(GIVEN ENTRIES)

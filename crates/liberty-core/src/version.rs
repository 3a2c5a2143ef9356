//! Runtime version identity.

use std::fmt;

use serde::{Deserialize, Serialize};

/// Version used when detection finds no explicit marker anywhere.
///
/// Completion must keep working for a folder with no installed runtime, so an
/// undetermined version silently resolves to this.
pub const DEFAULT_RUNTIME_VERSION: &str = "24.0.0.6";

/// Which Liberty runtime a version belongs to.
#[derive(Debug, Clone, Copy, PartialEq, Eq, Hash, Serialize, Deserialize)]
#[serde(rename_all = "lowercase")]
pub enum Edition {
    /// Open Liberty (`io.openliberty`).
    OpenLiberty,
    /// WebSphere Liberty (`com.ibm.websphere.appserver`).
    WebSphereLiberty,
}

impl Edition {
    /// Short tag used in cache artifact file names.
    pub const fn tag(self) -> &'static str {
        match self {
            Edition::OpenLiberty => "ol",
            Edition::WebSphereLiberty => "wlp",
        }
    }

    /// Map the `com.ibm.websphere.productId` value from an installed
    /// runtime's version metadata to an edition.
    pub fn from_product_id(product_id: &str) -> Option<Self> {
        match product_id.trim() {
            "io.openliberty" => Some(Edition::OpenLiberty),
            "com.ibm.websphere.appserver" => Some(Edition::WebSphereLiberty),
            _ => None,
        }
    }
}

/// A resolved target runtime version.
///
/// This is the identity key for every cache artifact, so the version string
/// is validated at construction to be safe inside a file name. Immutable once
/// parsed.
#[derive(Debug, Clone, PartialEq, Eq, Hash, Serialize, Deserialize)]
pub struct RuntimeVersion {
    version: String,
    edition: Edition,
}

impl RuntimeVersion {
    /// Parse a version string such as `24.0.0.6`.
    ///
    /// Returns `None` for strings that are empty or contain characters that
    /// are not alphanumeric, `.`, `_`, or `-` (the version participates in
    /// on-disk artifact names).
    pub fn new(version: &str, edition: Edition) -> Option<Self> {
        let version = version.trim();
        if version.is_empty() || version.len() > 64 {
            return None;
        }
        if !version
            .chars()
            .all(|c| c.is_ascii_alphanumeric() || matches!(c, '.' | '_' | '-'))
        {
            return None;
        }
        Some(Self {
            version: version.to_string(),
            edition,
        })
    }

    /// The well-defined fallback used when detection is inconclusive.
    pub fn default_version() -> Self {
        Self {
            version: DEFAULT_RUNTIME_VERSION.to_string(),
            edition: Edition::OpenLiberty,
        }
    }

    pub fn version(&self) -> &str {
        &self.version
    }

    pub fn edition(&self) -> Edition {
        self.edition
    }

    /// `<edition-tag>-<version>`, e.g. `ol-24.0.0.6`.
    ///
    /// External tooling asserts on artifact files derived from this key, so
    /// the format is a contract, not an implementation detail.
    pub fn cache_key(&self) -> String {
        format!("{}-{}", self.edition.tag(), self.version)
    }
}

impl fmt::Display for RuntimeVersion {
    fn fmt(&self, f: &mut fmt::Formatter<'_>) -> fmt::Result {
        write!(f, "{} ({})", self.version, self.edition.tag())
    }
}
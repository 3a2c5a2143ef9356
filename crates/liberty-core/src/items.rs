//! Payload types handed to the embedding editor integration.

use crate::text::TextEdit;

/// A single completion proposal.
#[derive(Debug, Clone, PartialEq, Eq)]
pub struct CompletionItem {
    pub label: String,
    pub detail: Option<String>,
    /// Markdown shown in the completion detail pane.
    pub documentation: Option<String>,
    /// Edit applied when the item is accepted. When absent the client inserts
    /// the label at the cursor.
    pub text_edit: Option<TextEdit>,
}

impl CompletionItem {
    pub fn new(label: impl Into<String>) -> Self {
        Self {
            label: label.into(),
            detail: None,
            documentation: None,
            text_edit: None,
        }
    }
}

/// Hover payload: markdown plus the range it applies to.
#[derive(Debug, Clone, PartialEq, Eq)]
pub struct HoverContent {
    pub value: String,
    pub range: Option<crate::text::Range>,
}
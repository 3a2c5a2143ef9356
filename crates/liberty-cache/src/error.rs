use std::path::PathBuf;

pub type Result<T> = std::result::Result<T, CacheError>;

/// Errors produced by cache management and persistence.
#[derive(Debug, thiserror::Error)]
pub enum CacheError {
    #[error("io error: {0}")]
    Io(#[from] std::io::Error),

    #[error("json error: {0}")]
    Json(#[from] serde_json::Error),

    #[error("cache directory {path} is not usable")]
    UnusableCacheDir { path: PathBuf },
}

(End GIVEN ENTRIES)
(GIVEN ENTRIES)

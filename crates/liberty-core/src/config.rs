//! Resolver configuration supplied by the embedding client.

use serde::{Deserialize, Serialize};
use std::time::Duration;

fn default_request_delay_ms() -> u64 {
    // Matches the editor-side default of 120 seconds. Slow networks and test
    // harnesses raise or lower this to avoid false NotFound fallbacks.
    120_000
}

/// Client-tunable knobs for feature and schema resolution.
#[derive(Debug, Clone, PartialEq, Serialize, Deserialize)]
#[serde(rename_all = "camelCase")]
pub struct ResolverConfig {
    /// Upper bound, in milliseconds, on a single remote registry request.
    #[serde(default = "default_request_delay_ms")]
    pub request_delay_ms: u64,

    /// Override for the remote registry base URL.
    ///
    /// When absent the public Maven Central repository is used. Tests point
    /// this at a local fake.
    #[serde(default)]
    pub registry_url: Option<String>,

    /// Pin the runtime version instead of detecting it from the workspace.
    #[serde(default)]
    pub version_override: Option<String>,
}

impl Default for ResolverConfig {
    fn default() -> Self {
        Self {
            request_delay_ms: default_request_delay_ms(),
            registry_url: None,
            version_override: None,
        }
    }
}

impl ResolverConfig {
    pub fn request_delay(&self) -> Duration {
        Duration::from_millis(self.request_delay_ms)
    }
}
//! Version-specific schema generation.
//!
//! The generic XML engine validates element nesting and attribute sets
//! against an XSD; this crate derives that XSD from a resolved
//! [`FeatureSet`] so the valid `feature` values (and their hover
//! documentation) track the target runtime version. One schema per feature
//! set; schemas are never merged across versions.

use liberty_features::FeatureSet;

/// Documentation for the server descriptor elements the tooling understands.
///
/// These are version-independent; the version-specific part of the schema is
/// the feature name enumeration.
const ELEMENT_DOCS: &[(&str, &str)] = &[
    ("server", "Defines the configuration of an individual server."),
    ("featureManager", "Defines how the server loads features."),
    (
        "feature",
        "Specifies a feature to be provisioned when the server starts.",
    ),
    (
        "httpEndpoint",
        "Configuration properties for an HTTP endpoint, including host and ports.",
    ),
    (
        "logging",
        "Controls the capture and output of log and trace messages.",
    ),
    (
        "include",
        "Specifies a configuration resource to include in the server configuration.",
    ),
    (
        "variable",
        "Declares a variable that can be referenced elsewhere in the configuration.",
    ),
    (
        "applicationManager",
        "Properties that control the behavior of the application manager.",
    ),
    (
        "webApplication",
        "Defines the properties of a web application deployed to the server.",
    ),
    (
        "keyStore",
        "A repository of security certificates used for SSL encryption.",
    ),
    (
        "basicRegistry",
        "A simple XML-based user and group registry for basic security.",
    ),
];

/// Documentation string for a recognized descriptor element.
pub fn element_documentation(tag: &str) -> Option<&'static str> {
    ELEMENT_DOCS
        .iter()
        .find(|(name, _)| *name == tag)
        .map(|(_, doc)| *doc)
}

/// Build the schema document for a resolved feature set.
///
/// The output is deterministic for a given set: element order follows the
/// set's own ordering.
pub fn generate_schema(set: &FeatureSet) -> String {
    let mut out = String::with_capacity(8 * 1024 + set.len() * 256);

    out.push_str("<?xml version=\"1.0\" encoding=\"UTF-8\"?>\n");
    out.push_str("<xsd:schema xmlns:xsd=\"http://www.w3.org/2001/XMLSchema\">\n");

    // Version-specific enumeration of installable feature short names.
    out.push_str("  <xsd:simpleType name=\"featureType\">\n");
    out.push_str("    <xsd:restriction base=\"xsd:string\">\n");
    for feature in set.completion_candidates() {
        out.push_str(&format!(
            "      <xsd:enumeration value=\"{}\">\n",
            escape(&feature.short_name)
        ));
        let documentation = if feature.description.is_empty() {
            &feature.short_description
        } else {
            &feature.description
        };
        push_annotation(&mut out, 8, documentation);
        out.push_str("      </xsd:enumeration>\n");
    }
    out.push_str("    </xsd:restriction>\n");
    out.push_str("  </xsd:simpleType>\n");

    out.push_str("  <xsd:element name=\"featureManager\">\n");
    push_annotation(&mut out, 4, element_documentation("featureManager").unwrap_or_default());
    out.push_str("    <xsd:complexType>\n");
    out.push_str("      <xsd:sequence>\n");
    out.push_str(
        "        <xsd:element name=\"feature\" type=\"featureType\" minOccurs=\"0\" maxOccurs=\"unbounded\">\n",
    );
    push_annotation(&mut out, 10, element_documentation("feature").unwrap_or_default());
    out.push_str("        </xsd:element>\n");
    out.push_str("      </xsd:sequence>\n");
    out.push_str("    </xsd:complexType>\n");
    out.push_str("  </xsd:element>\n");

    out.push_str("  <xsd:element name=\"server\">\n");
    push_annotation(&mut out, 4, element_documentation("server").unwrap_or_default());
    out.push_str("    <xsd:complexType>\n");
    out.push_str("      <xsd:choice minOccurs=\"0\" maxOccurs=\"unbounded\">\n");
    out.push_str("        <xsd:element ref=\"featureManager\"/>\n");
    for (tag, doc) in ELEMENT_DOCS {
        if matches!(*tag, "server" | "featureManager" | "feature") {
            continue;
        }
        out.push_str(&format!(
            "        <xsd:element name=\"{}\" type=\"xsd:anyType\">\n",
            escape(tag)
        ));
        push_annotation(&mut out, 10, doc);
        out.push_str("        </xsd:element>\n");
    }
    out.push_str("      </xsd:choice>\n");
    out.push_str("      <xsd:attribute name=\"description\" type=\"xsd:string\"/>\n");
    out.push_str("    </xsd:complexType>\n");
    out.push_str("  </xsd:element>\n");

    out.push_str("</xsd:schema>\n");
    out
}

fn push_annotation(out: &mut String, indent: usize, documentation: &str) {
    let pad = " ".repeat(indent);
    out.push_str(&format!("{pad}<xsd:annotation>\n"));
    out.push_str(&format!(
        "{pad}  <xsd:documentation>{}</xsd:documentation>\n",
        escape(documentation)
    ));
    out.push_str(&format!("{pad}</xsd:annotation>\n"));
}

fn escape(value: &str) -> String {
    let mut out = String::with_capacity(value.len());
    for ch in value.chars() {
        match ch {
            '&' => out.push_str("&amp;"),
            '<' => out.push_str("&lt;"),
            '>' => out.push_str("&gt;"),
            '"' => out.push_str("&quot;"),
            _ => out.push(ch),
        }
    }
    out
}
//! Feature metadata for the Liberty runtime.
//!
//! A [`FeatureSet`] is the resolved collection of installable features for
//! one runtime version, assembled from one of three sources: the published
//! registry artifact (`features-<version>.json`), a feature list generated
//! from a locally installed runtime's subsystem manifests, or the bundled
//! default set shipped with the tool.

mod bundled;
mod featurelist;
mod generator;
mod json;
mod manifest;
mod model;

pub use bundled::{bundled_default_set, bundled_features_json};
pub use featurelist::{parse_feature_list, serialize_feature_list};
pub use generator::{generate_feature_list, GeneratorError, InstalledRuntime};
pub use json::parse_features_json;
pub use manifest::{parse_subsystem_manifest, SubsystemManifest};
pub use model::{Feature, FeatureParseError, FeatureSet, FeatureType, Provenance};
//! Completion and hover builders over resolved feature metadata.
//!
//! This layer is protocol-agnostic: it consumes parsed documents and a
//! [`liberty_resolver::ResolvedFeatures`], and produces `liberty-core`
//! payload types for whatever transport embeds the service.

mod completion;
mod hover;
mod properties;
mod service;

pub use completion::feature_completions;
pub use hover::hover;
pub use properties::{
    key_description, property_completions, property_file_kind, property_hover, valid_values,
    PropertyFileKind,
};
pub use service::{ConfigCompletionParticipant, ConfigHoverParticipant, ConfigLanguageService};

(End GIVEN ENTRIES)

▶ [PROBLEM] Going back over the entries above, copy word for word every line from the one that has "filename crates/liberty-core/src/version.rs" on through the one that has "pub const DEFAULT_RUNTIME_VERSION: &str".

▶ [SOLUTION TO THIS EXERCISE]
filename crates/liberty-core/src/version.rs
repository 3a2c5a2143ef9356
//! Runtime version identity.

use std::fmt;

use serde::{Deserialize, Serialize};

/// Version used when detection finds no explicit marker anywhere.
///
/// Completion must keep working for a folder with no installed runtime, so an
/// undetermined version silently resolves to this.
pub const DEFAULT_RUNTIME_VERSION: &str = "24.0.0.6";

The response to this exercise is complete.